The line at the pharmacy
counter was six deep with unhappy, impatient customers. They muttered and complained, shifted from
one foot to the other and cleared their throats with frustration. The hapless cashier, a frozen
it’s-not-my-fault smile on her face, was doing her best but she was badly
outflanked by the little man with the pageboy haircut and the overflowing
grocery cart.
He wasn’t but four and a
half foot high and clearly oblivious or indifferent to the traffic jam behind
him, was engaged in a whiny, nasal and protracted conversation with the
cashier. He wanted someone to block
print the directions for his prescription on a sheet of paper.
Letter
size paper, he demanded, White with black ink.
The cashier assured him
the pharmacist would be happy to oblige if he wouldn’t mind waiting and allow
her to wait on other customers. He
stamped one small foot defiantly.
Certainly not, he snapped.
In that case, she
countered, perhaps she could begin to ring up his purchases to save time.
He glanced at his grocery
cart, piled so high it towered over him, and shook his head vehemently.
Not until I get my directions, and there was an edge of
sneer in his tone, I’ll wait.
There was a rumble of
discontent behind him and he glanced over his shoulder, wrinkled his nose.
I have as much right to be here as you do, he announced arrogantly
and the rumble began to sound more like a growl.
They’s a dozen lanes open, fool, a tired looking but hefty
black woman said clearly, Carry your
skinny ass to one of them and come back later.
Ain’t no need to hold the rest of us up!
I’ll do no such thing, he declared, And
you can’t make me!
Try me! the woman invited and took
a step closer to him.
The disagreeable little
man paled, hitched up his high water pants nervously but stood his ground.

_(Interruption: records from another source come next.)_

//! The prices and billing provider IDs of the subscription plans.

use rusqlite::{Connection, OptionalExtension};

use crate::{Error, db::with_transaction, subscription::core::PlanType};

const MONTHLY_PRICE_ID_KEY: &str = "plan.monthly.price_id";
const ANNUAL_PRICE_ID_KEY: &str = "plan.annual.price_id";
const MONTHLY_PRICE_KEY: &str = "plan.monthly.price";
const ANNUAL_PRICE_KEY: &str = "plan.annual.price";
const CONTACT_PHONE_KEY: &str = "contact.phone";
const SUPPORT_EMAIL_KEY: &str = "contact.support_email";
const COMPANY_NAME_KEY: &str = "branding.company_name";

/// The name shown when an admin has not set one.
pub const DEFAULT_COMPANY_NAME: &str = "PoupeJá";

/// The plan configuration that an admin edits at run time.
///
/// Missing values are empty strings and zero prices.
#[derive(Debug, Clone, Default, PartialEq)]
pub struct PlanConfig {
    /// The billing provider's price ID for the monthly plan.
    pub monthly_price_id: String,
    /// The billing provider's price ID for the annual plan.
    pub annual_price_id: String,
    pub monthly_price: f64,
    pub annual_price: f64,
    /// Shown on the plans page for users who need help.
    pub contact_phone: String,
    pub support_email: String,
    /// Overrides [DEFAULT_COMPANY_NAME] on the plans page.
    pub company_name: String,
}

impl PlanConfig {
    pub fn company_name(&self) -> &str {
        match self.company_name.trim() {
            "" => DEFAULT_COMPANY_NAME,
            name => name,
        }
    }

    /// What twelve months on the monthly plan cost.
    pub fn original_annual_price(&self) -> f64 {
        self.monthly_price * 12.0
    }

    /// How much cheaper the annual plan is than paying monthly, as a whole percentage.
    ///
    /// Zero unless both prices are set.
    pub fn discount_percent(&self) -> i64 {
        if self.monthly_price <= 0.0 || self.annual_price <= 0.0 {
            return 0;
        }

        let original = self.original_annual_price();

        ((original - self.annual_price) / original * 100.0).round() as i64
    }

    /// The plan that a billing provider price belongs to.
    ///
    /// Unknown prices fall back to the billing `interval`, where "year" means
    /// annual and anything else monthly.
    pub fn plan_type_for_price(&self, price_id: &str, interval: Option<&str>) -> PlanType {
        if !self.monthly_price_id.is_empty() && price_id == self.monthly_price_id {
            PlanType::Monthly
        } else if !self.annual_price_id.is_empty() && price_id == self.annual_price_id {
            PlanType::Annual
        } else {
            tracing::warn!("unknown price ID {price_id}, using the billing interval {interval:?}");

            match interval {
                Some("year") => PlanType::Annual,
                _ => PlanType::Monthly,
            }
        }
    }
}

fn get_value(key: &str, connection: &Connection) -> Result<Option<String>, Error> {
    connection
        .query_row("SELECT value FROM app_config WHERE key = ?1", [key], |row| {
            row.get(0)
        })
        .optional()
        .map_err(|error| error.into())
}

fn set_value(key: &str, value: &str, connection: &Connection) -> Result<(), Error> {
    connection.execute(
        "INSERT INTO app_config (key, value) VALUES (?1, ?2)
         ON CONFLICT(key) DO UPDATE SET value = excluded.value",
        (key, value),
    )?;

    Ok(())
}

/// Parse a price that may use a comma as the decimal separator, e.g. "19,90".
pub fn parse_price(price: &str) -> Option<f64> {
    let price = price.trim().replace(',', ".");

    match price.parse::<f64>() {
        Ok(price) if price.is_finite() && price >= 0.0 => Some(price),
        _ => None,
    }
}

pub fn get_plan_config(connection: &Connection) -> Result<PlanConfig, Error> {
    let price = |key: &str| -> Result<f64, Error> {
        Ok(get_value(key, connection)?
            .as_deref()
            .and_then(parse_price)
            .unwrap_or_default())
    };

    Ok(PlanConfig {
        monthly_price_id: get_value(MONTHLY_PRICE_ID_KEY, connection)?.unwrap_or_default(),
        annual_price_id: get_value(ANNUAL_PRICE_ID_KEY, connection)?.unwrap_or_default(),
        monthly_price: price(MONTHLY_PRICE_KEY)?,
        annual_price: price(ANNUAL_PRICE_KEY)?,
        contact_phone: get_value(CONTACT_PHONE_KEY, connection)?.unwrap_or_default(),
        support_email: get_value(SUPPORT_EMAIL_KEY, connection)?.unwrap_or_default(),
        company_name: get_value(COMPANY_NAME_KEY, connection)?.unwrap_or_default(),
    })
}

/// Replace the whole plan configuration.
pub fn save_plan_config(config: &PlanConfig, connection: &Connection) -> Result<(), Error> {
    with_transaction(connection, |connection| {
        set_value(MONTHLY_PRICE_ID_KEY, config.monthly_price_id.trim(), connection)?;
        set_value(ANNUAL_PRICE_ID_KEY, config.annual_price_id.trim(), connection)?;
        set_value(MONTHLY_PRICE_KEY, &format!("{:.2}", config.monthly_price), connection)?;
        set_value(ANNUAL_PRICE_KEY, &format!("{:.2}", config.annual_price), connection)?;
        set_value(CONTACT_PHONE_KEY, config.contact_phone.trim(), connection)?;
        set_value(SUPPORT_EMAIL_KEY, config.support_email.trim(), connection)?;
        set_value(COMPANY_NAME_KEY, config.company_name.trim(), connection)
    })
}

pub fn create_app_config_table(connection: &Connection) -> Result<(), rusqlite::Error> {
    connection.execute_batch(
        "CREATE TABLE IF NOT EXISTS app_config (
            key TEXT PRIMARY KEY,
            value TEXT NOT NULL
        );",
    )
}
//! Time ranges for filtering the transactions list.

use serde::Deserialize;
use time::{Date, Duration};

/// A preset window of calendar days ending today, or a custom date range.
#[derive(Debug, Clone, Copy, PartialEq, Eq, Default, Deserialize)]
pub enum TimeRange {
    #[serde(rename = "today")]
    Today,
    #[serde(rename = "yesterday")]
    Yesterday,
    #[serde(rename = "7days")]
    Last7Days,
    #[serde(rename = "14days")]
    Last14Days,
    #[default]
    #[serde(rename = "30days")]
    Last30Days,
    #[serde(rename = "custom")]
    Custom,
}

impl TimeRange {
    pub const ALL: [TimeRange; 6] = [
        TimeRange::Today,
        TimeRange::Yesterday,
        TimeRange::Last7Days,
        TimeRange::Last14Days,
        TimeRange::Last30Days,
        TimeRange::Custom,
    ];

    pub fn as_query_value(self) -> &'static str {
        match self {
            Self::Today => "today",
            Self::Yesterday => "yesterday",
            Self::Last7Days => "7days",
            Self::Last14Days => "14days",
            Self::Last30Days => "30days",
            Self::Custom => "custom",
        }
    }

    pub fn label(self) -> &'static str {
        match self {
            Self::Today => "Today",
            Self::Yesterday => "Yesterday",
            Self::Last7Days => "Last 7 days",
            Self::Last14Days => "Last 14 days",
            Self::Last30Days => "Last 30 days",
            Self::Custom => "Custom",
        }
    }
}

/// An inclusive range of calendar days.
#[derive(Debug, Clone, Copy, PartialEq, Eq)]
pub struct DateBounds {
    pub start: Date,
    pub end: Date,
}

/// The query string of the transactions page.
#[derive(Debug, Default, Deserialize)]
pub struct RangeQuery {
    pub range: Option<TimeRange>,
    /// First day of a custom range.
    pub start: Option<Date>,
    /// Last day of a custom range.
    pub end: Option<Date>,
}

impl RangeQuery {
    pub fn time_range(&self) -> TimeRange {
        self.range.unwrap_or_default()
    }

    /// The days to show relative to `today`.
    ///
    /// Returns `None` when every transaction should be shown, which is the
    /// case for a custom range that is missing either bound.
    pub fn bounds(&self, today: Date) -> Option<DateBounds> {
        let days_before = |days: i64| DateBounds {
            start: today - Duration::days(days),
            end: today,
        };

        match self.time_range() {
            TimeRange::Today => Some(days_before(0)),
            TimeRange::Yesterday => {
                let yesterday = today - Duration::days(1);
                Some(DateBounds {
                    start: yesterday,
                    end: yesterday,
                })
            }
            TimeRange::Last7Days => Some(days_before(7)),
            TimeRange::Last14Days => Some(days_before(14)),
            TimeRange::Last30Days => Some(days_before(30)),
            TimeRange::Custom => match (self.start, self.end) {
                (Some(start), Some(end)) => Some(DateBounds { start, end }),
                _ => None,
            },
        }
    }
}
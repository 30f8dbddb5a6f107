//! Code for creating the user table and fetching users from the database.

use std::fmt::Display;

use rusqlite::{Connection, Row, ToSql, types::ToSqlOutput};
use serde::{Deserialize, Serialize};
use time::OffsetDateTime;

use crate::{Error, auth::PasswordHash};

/// A newtype wrapper for integer user IDs.
///
/// This helps disambiguate user IDs from other types of IDs, leading to better compile time
/// errors, and more flexible generics that can have distinct implementations for multiple ID types.
#[derive(Clone, Copy, Debug, PartialEq, Eq, Serialize, Deserialize, Hash)]
pub struct UserID(i64);

impl UserID {
    /// Create a new user ID.
    pub const fn new(id: i64) -> Self {
        Self(id)
    }

    /// Cast the user ID to a 64 bit integer.
    pub fn as_i64(&self) -> i64 {
        self.0
    }
}

impl Display for UserID {
    fn fmt(&self, f: &mut std::fmt::Formatter<'_>) -> std::fmt::Result {
        self.0.fmt(f)
    }
}

impl ToSql for UserID {
    fn to_sql(&self) -> rusqlite::Result<ToSqlOutput<'_>> {
        Ok(ToSqlOutput::from(self.0))
    }
}

/// A registered user of the application.
#[derive(Debug, Clone, PartialEq)]
pub struct User {
    /// The user's ID in the application database.
    pub id: UserID,
    /// The address the user logs in with.
    pub email: String,
    /// The user's password hash.
    pub password_hash: PasswordHash,
    /// Admins can change the plan configuration.
    pub is_admin: bool,
}

/// Check that `email` looks like an email address and normalise it.
///
/// This only catches obvious typos, the address is never sent any mail.
///
/// # Errors
/// Returns [Error::InvalidEmail] if `email` does not have the shape `local@domain.tld`.
pub fn validate_email(email: &str) -> Result<String, Error> {
    let email = email.trim().to_lowercase();

    let is_valid = match email.split_once('@') {
        Some((local, domain)) => {
            !local.is_empty()
                && !domain.contains('@')
                && domain.contains('.')
                && !domain.starts_with('.')
                && !domain.ends_with('.')
                && !email.contains(char::is_whitespace)
        }
        None => false,
    };

    if is_valid {
        Ok(email)
    } else {
        Err(Error::InvalidEmail(email))
    }
}

/// Create the user table.
///
/// # Errors
///
/// This function will return an error if the SQL query failed.
pub fn create_user_table(connection: &Connection) -> Result<(), rusqlite::Error> {
    connection.execute(
        "CREATE TABLE IF NOT EXISTS user (
                id INTEGER PRIMARY KEY,
                email TEXT NOT NULL UNIQUE,
                password TEXT NOT NULL,
                is_admin INTEGER NOT NULL DEFAULT 0,
                created_at TEXT NOT NULL
                )",
        (),
    )?;

    Ok(())
}

/// Create and insert a new user into the database.
///
/// The first user to register becomes the admin.
///
/// # Errors
///
/// Returns a:
/// - [Error::DuplicateEmail] if `email` is already registered,
/// - or [Error::SqlError] if an SQL related error occurred.
pub fn create_user(
    email: &str,
    password_hash: PasswordHash,
    connection: &Connection,
) -> Result<User, Error> {
    let user = connection
        .prepare(
            "INSERT INTO user (email, password, is_admin, created_at)
             VALUES (?1, ?2, (SELECT COUNT(*) = 0 FROM user), ?3)
             RETURNING id, email, password, is_admin",
        )?
        .query_row(
            (email, password_hash.as_ref(), OffsetDateTime::now_utc()),
            map_user_row,
        )?;

    Ok(user)
}

/// Get the user from the database with an ID equal to `user_id`.
///
/// # Errors
///
/// This function will return an error if:
/// - `user_id` does not belong to a registered user.
/// - there was an error trying to access the store.
pub fn get_user_by_id(user_id: UserID, connection: &Connection) -> Result<User, Error> {
    connection
        .prepare("SELECT id, email, password, is_admin FROM user WHERE id = :id")?
        .query_row(&[(":id", &user_id.as_i64())], map_user_row)
        .map_err(|error| error.into())
}

/// Get the user registered with `email`.
///
/// # Errors
///
/// Returns [Error::NotFound] if no user has registered with `email`.
pub fn get_user_by_email(email: &str, connection: &Connection) -> Result<User, Error> {
    connection
        .prepare("SELECT id, email, password, is_admin FROM user WHERE email = :email")?
        .query_row(&[(":email", &email)], map_user_row)
        .map_err(|error| error.into())
}

/// Replace the password of the user registered with `email`.
///
/// # Errors
///
/// Returns [Error::NotFound] if no user has registered with `email`.
pub fn update_password(
    email: &str,
    password_hash: &PasswordHash,
    connection: &Connection,
) -> Result<(), Error> {
    let rows_affected = connection.execute(
        "UPDATE user SET password = ?1 WHERE email = ?2",
        (password_hash.as_ref(), email),
    )?;

    if rows_affected == 0 {
        return Err(Error::NotFound);
    }

    Ok(())
}

/// Get the number of users in the database.
///
/// # Errors
///
/// Returns a [Error::SqlError] if an SQL related error occurred.
pub fn count_users(connection: &Connection) -> Result<usize, Error> {
    let count: i64 = connection.query_row("SELECT COUNT(id) FROM user;", [], |row| row.get(0))?;

    usize::try_from(count)
        .map_err(|_| Error::SqlError(rusqlite::Error::IntegralValueOutOfRange(0, count)))
}

fn map_user_row(row: &Row) -> Result<User, rusqlite::Error> {
    let raw_password_hash: String = row.get(2)?;

    Ok(User {
        id: UserID::new(row.get(0)?),
        email: row.get(1)?,
        password_hash: PasswordHash::new_unchecked(&raw_password_hash),
        is_admin: row.get(3)?,
    })
}
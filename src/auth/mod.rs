//! Accounts, passwords and the cookie-based sessions that identify a user.

mod cookie;
mod log_in;
mod log_out;
mod middleware;
mod password;
mod redirect;
mod register;
mod token;
mod user;

pub use cookie::{DEFAULT_COOKIE_DURATION, invalidate_auth_cookie, set_auth_cookie};
pub use log_in::{get_log_in_page, post_log_in};
pub use log_out::get_log_out;
pub use middleware::{auth_guard, auth_guard_hx};
pub use password::{MIN_PASSWORD_LENGTH, PasswordHash, ValidatedPassword};
pub use register::{get_register_page, register_user};
pub(super) use token::Token;
pub use user::{
    User, UserID, count_users, create_user_table, get_user_by_email, get_user_by_id,
    update_password,
};
pub(crate) use user::{create_user, validate_email};

#[cfg(test)]
pub(crate) use cookie::COOKIE_TOKEN;
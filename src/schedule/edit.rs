//! The page and endpoint for editing a pending scheduled transaction.

use std::sync::{Arc, Mutex};

use axum::{
    Extension,
    extract::{FromRef, Path, State},
    http::StatusCode,
    response::{IntoResponse, Response},
};
use axum_extra::extract::Form;
use axum_htmx::HxRedirect;
use maud::html;
use rusqlite::Connection;

use crate::{
    AppState, Error,
    auth::UserID,
    category::get_categories,
    database_id::ObligationId,
    endpoints::{self, format_endpoint},
    goal::get_goals,
    html::{BUTTON_PRIMARY_STYLE, FORM_CONTAINER_STYLE, base, currency_input_styles},
    navigation::NavBar,
    schedule::{
        core::{ObligationStatus, get_obligation, update_obligation},
        form::{ObligationForm, ObligationFormDefaults, obligation_form_fields},
    },
};

/// The state needed to edit a scheduled transaction.
#[derive(Debug, Clone)]
pub struct EditObligationState {
    pub db_connection: Arc<Mutex<Connection>>,
}

impl FromRef<AppState> for EditObligationState {
    fn from_ref(state: &AppState) -> Self {
        Self {
            db_connection: state.db_connection.clone(),
        }
    }
}

pub async fn get_edit_scheduled_page(
    State(state): State<EditObligationState>,
    Extension(user_id): Extension<UserID>,
    Path(obligation_id): Path<ObligationId>,
) -> Result<Response, Error> {
    let connection = state
        .db_connection
        .lock()
        .inspect_err(|error| tracing::error!("could not acquire database lock: {error}"))
        .map_err(|_| Error::DatabaseLockError)?;

    let obligation = get_obligation(obligation_id, user_id, &connection)?;

    if obligation.status == ObligationStatus::Paid {
        return Err(Error::EditPaidObligation(obligation_id));
    }

    let categories = get_categories(user_id, &connection)
        .inspect_err(|error| tracing::error!("Failed to retrieve categories: {error}"))?;
    let goals = get_goals(user_id, &connection)
        .inspect_err(|error| tracing::error!("Failed to retrieve goals: {error}"))?;

    let fields = obligation_form_fields(
        &ObligationFormDefaults {
            transaction_type: obligation.transaction_type,
            amount: Some(obligation.amount),
            scheduled_date: obligation.due_date(),
            recurrence: obligation.recurrence,
            description: Some(&obligation.description),
            category_id: obligation.category_id,
            goal_id: obligation.goal_id,
        },
        &categories,
        &goals,
    );

    let nav_bar = NavBar::new(endpoints::SCHEDULE_VIEW).into_html();
    let content = html! {
        (nav_bar)

        div class=(FORM_CONTAINER_STYLE)
        {
            h1 class="text-xl font-bold mb-4" { "Edit Scheduled Transaction" }

            form
                hx-put=(format_endpoint(endpoints::SCHEDULED, obligation_id))
                hx-target-error="#alert-container"
                class="w-full space-y-4 md:space-y-6"
            {
                (fields)

                button type="submit" class=(BUTTON_PRIMARY_STYLE) { "Update" }
            }
        }
    };

    Ok(base(
        "Edit Scheduled Transaction",
        &[currency_input_styles()],
        &content,
    )
    .into_response())
}

pub async fn update_scheduled_endpoint(
    Path(obligation_id): Path<ObligationId>,
    State(state): State<EditObligationState>,
    Extension(user_id): Extension<UserID>,
    Form(form): Form<ObligationForm>,
) -> Response {
    let new_obligation = match form.into_new_obligation() {
        Ok(new_obligation) => new_obligation,
        Err(error) => return error.into_alert_response(),
    };

    let connection = match state.db_connection.lock() {
        Ok(connection) => connection,
        Err(error) => {
            tracing::error!("could not acquire database lock: {error}");
            return Error::DatabaseLockError.into_alert_response();
        }
    };

    match update_obligation(obligation_id, user_id, new_obligation, &connection) {
        Ok(_) => (
            HxRedirect(endpoints::SCHEDULE_VIEW.to_owned()),
            StatusCode::SEE_OTHER,
        )
            .into_response(),
        Err(
            error @ (Error::UpdateMissingObligation
            | Error::EditPaidObligation(_)
            | Error::InvalidCategory(_)
            | Error::InvalidGoal(_)),
        ) => error.into_alert_response(),
        Err(error) => {
            tracing::error!("could not update scheduled transaction {obligation_id}: {error}");
            error.into_alert_response()
        }
    }
}
//! Defines functions for handling user authentication with cookies.
//!
//! The auth cookie holds a JSON encoded [Token] inside a private (encrypted)
//! cookie, so the client can neither read nor forge it.

use axum_extra::extract::{
    PrivateCookieJar,
    cookie::{Cookie, SameSite},
};
use time::{Duration, OffsetDateTime};

use crate::{Error, auth::Token};

use super::UserID;

pub(crate) const COOKIE_TOKEN: &str = "auth_token";
/// The default duration for which auth cookies are valid.
pub const DEFAULT_COOKIE_DURATION: Duration = Duration::minutes(5);

fn build_cookie(value: String, expires_at: OffsetDateTime) -> Cookie<'static> {
    Cookie::build((COOKIE_TOKEN, value))
        .expires(expires_at)
        .path("/")
        .http_only(true)
        .same_site(SameSite::Strict)
        .secure(true)
        .build()
}

fn add_token(jar: PrivateCookieJar, token: Token) -> Result<PrivateCookieJar, Error> {
    let value = serde_json::to_string(&token)
        .map_err(|error| Error::JSONSerializationError(error.to_string()))?;

    Ok(jar.add(build_cookie(value, token.expires_at)))
}

/// Add an auth cookie to the cookie jar, indicating that a user is logged in and authenticated.
///
/// Sets the initial expiry of the cookie to `duration` from the current time.
/// You can use [DEFAULT_COOKIE_DURATION] for the default duration.
///
/// # Errors
/// Returns an [Error::JSONSerializationError] if the token cannot be serialized.
pub fn set_auth_cookie(
    jar: PrivateCookieJar,
    user_id: UserID,
    duration: Duration,
) -> Result<PrivateCookieJar, Error> {
    let token = Token {
        user_id,
        expires_at: OffsetDateTime::now_utc() + duration,
    };

    add_token(jar, token)
}

/// Set the auth cookie to an invalid value and set its max age to zero, which should delete the cookie on the client side.
pub fn invalidate_auth_cookie(jar: PrivateCookieJar) -> PrivateCookieJar {
    jar.add(
        Cookie::build((COOKIE_TOKEN, "deleted"))
            .expires(OffsetDateTime::UNIX_EPOCH)
            .max_age(Duration::ZERO)
            .path("/")
            .http_only(true)
            .same_site(SameSite::Strict)
            .secure(true),
    )
}

/// Get the token from the auth cookie.
///
/// # Errors
/// Returns an:
/// - [Error::CookieMissing] if there is no auth cookie in `jar`,
/// - or [Error::InvalidToken] if the cookie cannot be parsed or has expired.
pub fn get_token_from_cookies(jar: &PrivateCookieJar) -> Result<Token, Error> {
    let cookie = jar.get(COOKIE_TOKEN).ok_or(Error::CookieMissing)?;
    let token: Token =
        serde_json::from_str(cookie.value_trimmed()).map_err(|_| Error::InvalidToken)?;

    if token.is_expired(OffsetDateTime::now_utc()) {
        return Err(Error::InvalidToken);
    }

    Ok(token)
}

/// Set the expiry of the auth cookie in `jar` to the latest of UTC now
/// plus `duration` and the token's current expiry.
///
/// # Errors
/// The cookie jar is not modified if an error is returned.
/// See [get_token_from_cookies] for the errors that may be returned.
pub fn extend_auth_cookie_duration_if_needed(
    jar: PrivateCookieJar,
    duration: Duration,
) -> Result<PrivateCookieJar, Error> {
    let token = get_token_from_cookies(&jar)?;
    let new_expiry = OffsetDateTime::now_utc() + duration;

    if new_expiry <= token.expires_at {
        return Ok(jar);
    }

    add_token(
        jar,
        Token {
            expires_at: new_expiry,
            ..token
        },
    )
}

#[cfg(test)]
mod cookie_tests {
    use axum_extra::extract::{
        PrivateCookieJar,
        cookie::{Cookie, Key},
    };
    use sha2::{Digest, Sha512};
    use time::{Duration, OffsetDateTime};

    use crate::{Error, auth::UserID};

    use super::{
        COOKIE_TOKEN, DEFAULT_COOKIE_DURATION, extend_auth_cookie_duration_if_needed,
        get_token_from_cookies, invalidate_auth_cookie, set_auth_cookie,
    };

    fn get_jar() -> PrivateCookieJar {
        let hash = Sha512::digest(b"foobar");
        let key = Key::from(&hash);

        PrivateCookieJar::new(key)
    }

    /// Test helper macro to assert that two date times are within one second
    /// of each other. Used instead of a function so that the file and line
    /// number of the caller is included in the error message instead of the
    /// helper.
    macro_rules! assert_date_time_close {
        ($left:expr, $right:expr) => {
            assert!(
                ($left - $right).abs() < Duration::seconds(1),
                "got date time {:?}, want {:?}",
                $left,
                $right
            );
        };
    }

    #[test]
    fn can_set_cookie() {
        let user_id = UserID::new(1);

        let jar = set_auth_cookie(get_jar(), user_id, DEFAULT_COOKIE_DURATION).unwrap();
        let token = get_token_from_cookies(&jar).unwrap();

        assert_eq!(token.user_id, user_id);
        assert_date_time_close!(
            token.expires_at,
            OffsetDateTime::now_utc() + DEFAULT_COOKIE_DURATION
        );
        let cookie = jar.get(COOKIE_TOKEN).unwrap();
        assert_eq!(cookie.http_only(), Some(true));
        assert_eq!(cookie.secure(), Some(true));
    }

    #[test]
    fn missing_cookie_is_an_error() {
        assert_eq!(get_token_from_cookies(&get_jar()), Err(Error::CookieMissing));
    }

    #[test]
    fn garbage_cookie_is_invalid() {
        let jar = get_jar().add(Cookie::new(COOKIE_TOKEN, "not json"));

        assert_eq!(get_token_from_cookies(&jar), Err(Error::InvalidToken));
    }

    #[test]
    fn expired_cookie_is_invalid() {
        let jar = set_auth_cookie(get_jar(), UserID::new(1), Duration::seconds(-1)).unwrap();

        assert_eq!(get_token_from_cookies(&jar), Err(Error::InvalidToken));
    }

    #[test]
    fn can_extend_cookie_duration() {
        let jar = set_auth_cookie(get_jar(), UserID::new(1), DEFAULT_COOKIE_DURATION).unwrap();

        let jar = extend_auth_cookie_duration_if_needed(jar, Duration::minutes(10)).unwrap();
        let token = get_token_from_cookies(&jar).unwrap();

        assert_date_time_close!(
            token.expires_at,
            OffsetDateTime::now_utc() + Duration::minutes(10)
        );
        assert_date_time_close!(
            jar.get(COOKIE_TOKEN).unwrap().expires_datetime().unwrap(),
            token.expires_at
        );
    }

    #[test]
    fn cookie_duration_does_not_shrink() {
        let jar = set_auth_cookie(get_jar(), UserID::new(1), Duration::days(7)).unwrap();
        let want = get_token_from_cookies(&jar).unwrap().expires_at;

        let jar = extend_auth_cookie_duration_if_needed(jar, DEFAULT_COOKIE_DURATION).unwrap();

        assert_eq!(get_token_from_cookies(&jar).unwrap().expires_at, want);
    }

    #[test]
    fn invalidate_auth_cookie_succeeds() {
        let jar = set_auth_cookie(get_jar(), UserID::new(1), DEFAULT_COOKIE_DURATION).unwrap();

        let jar = invalidate_auth_cookie(jar);
        let cookie = jar.get(COOKIE_TOKEN).unwrap();

        assert_eq!(cookie.value(), "deleted");
        assert_eq!(cookie.expires_datetime(), Some(OffsetDateTime::UNIX_EPOCH));
        assert_eq!(cookie.max_age(), Some(Duration::ZERO));
        assert_eq!(get_token_from_cookies(&jar), Err(Error::InvalidToken));
    }
}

You wouldn’t dare, he mumbled.
Now ya’ll hold on, a younger black man intervened smoothly, Leave him be, Mama, can’t you see he ain’t
right?
And indeed, I realized,
there was something off about the little man in the long sleeved check shirt,
loafers, and khaki pants with the belt cinched so tightly that they rode up and
exposed his bare ankles. His pageboy
hair was only pageboy’d on the back and sides – from the top and front he was
shiny bald with wispy muttonchops and a tragic goatee – I could barely see his
eyes through the thick lenses of his glasses and what I suspected was a
permanent part of his wardrobe, a black imitation leather pocket protector, was
sturdily attached to his shirt pocket.
Then there was his cart. Everything
was in 12’s – 12 quart bottles of Pepsi, 12 bags of bird seed, 12 light bulbs,
12 granola bars and 12 of 12 kinds of candy bars.
The black woman gave the
cart a nasty jolt with one knee and the little man began to panic, I could see
it in his face.
Mama! The young black man
snatched her arm and pulled her back, Mama,
leave him be!
Just as I was deciding I
didn’t need to know how all this would end, the harried, young pharmacist
materialized at the counter and slid a sheet of paper toward the little
man. There was a collective sigh of
relief as he inspected the paper, folded it 12 times, tucked it into his pocket
and began unloading his cart. One item at a time and keeping an eagle eye
on the cashier and the computer screen.
White folks! I heard the
black woman mutter as she shook off her son’s arm, elbowed her way past the
others in line and stalked out, Some be
crazy as bedbugs!
There was an uncomfortable
silence as everyone digested her words.
The wide-eyed cashier continued to ring up the little man’s purchases
although it was a slow and tedious process as he would only lay the one item at
a time onto the counter and then wait for her to scan it before reaching for
the next one. It looked and felt like
intentional gridlock. The pharmacist
returned to his pill counting and the black woman’s son lowered his eyes and
made his way out, murmuring apologies as he went. The line continued to
lengthen, finally attracting the attention of a managerial-type who surveyed
the situation and immediately sent in a second cashier to move things along.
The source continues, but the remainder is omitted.